%%
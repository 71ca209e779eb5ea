//! LSP Server capabilities configuration.

use tower_lsp::lsp_types::*;

/// Command that regenerates endpoint comments across the workspace.
pub const REGENERATE_COMMAND: &str = "endpointComments.regenerate";

/// Code action kind of the per-document regeneration.
pub fn source_action_kind() -> CodeActionKind {
    CodeActionKind::new("source.endpointComments")
}

/// Returns the server capabilities for the endpoint comments LSP.
pub fn server_capabilities() -> ServerCapabilities {
    ServerCapabilities {
        // Full text document sync; open buffers win over disk
        text_document_sync: Some(TextDocumentSyncCapability::Options(
            TextDocumentSyncOptions {
                open_close: Some(true),
                change: Some(TextDocumentSyncKind::FULL),
                will_save: Some(false),
                will_save_wait_until: Some(false),
                save: None,
            },
        )),

        // Resolved endpoints of the hovered annotation
        hover_provider: Some(HoverProviderCapability::Simple(true)),

        code_action_provider: Some(CodeActionProviderCapability::Options(CodeActionOptions {
            code_action_kinds: Some(vec![CodeActionKind::SOURCE, source_action_kind()]),
            work_done_progress_options: WorkDoneProgressOptions::default(),
            resolve_provider: Some(false),
        })),

        execute_command_provider: Some(ExecuteCommandOptions {
            commands: vec![REGENERATE_COMMAND.to_string()],
            work_done_progress_options: WorkDoneProgressOptions::default(),
        }),

        // One symbol per endpoint
        document_symbol_provider: Some(OneOf::Left(true)),

        ..Default::default()
    }
}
%%
■ **Exercise instructions**:
Your task is to reproduce all the material exactly as it stands.

■ **Reply**:
repository 71ca209e779eb5ea
//! LSP Server capabilities configuration.

use tower_lsp::lsp_types::*;

/// Command that regenerates endpoint comments across the workspace.
pub const REGENERATE_COMMAND: &str = "endpointComments.regenerate";

/// Code action kind of the per-document regeneration.
pub fn source_action_kind() -> CodeActionKind {
    CodeActionKind::new("source.endpointComments")
}

/// Returns the server capabilities for the endpoint comments LSP.
pub fn server_capabilities() -> ServerCapabilities {
    ServerCapabilities {
        // Full text document sync; open buffers win over disk
        text_document_sync: Some(TextDocumentSyncCapability::Options(
            TextDocumentSyncOptions {
                open_close: Some(true),
                change: Some(TextDocumentSyncKind::FULL),
                will_save: Some(false),
                will_save_wait_until: Some(false),
                save: None,
            },
        )),

        // Resolved endpoints of the hovered annotation
        hover_provider: Some(HoverProviderCapability::Simple(true)),

        code_action_provider: Some(CodeActionProviderCapability::Options(CodeActionOptions {
            code_action_kinds: Some(vec![CodeActionKind::SOURCE, source_action_kind()]),
            work_done_progress_options: WorkDoneProgressOptions::default(),
            resolve_provider: Some(false),
        })),

        execute_command_provider: Some(ExecuteCommandOptions {
            commands: vec![REGENERATE_COMMAND.to_string()],
            work_done_progress_options: WorkDoneProgressOptions::default(),
        }),

        // One symbol per endpoint
        document_symbol_provider: Some(OneOf::Left(true)),

        ..Default::default()
    }
}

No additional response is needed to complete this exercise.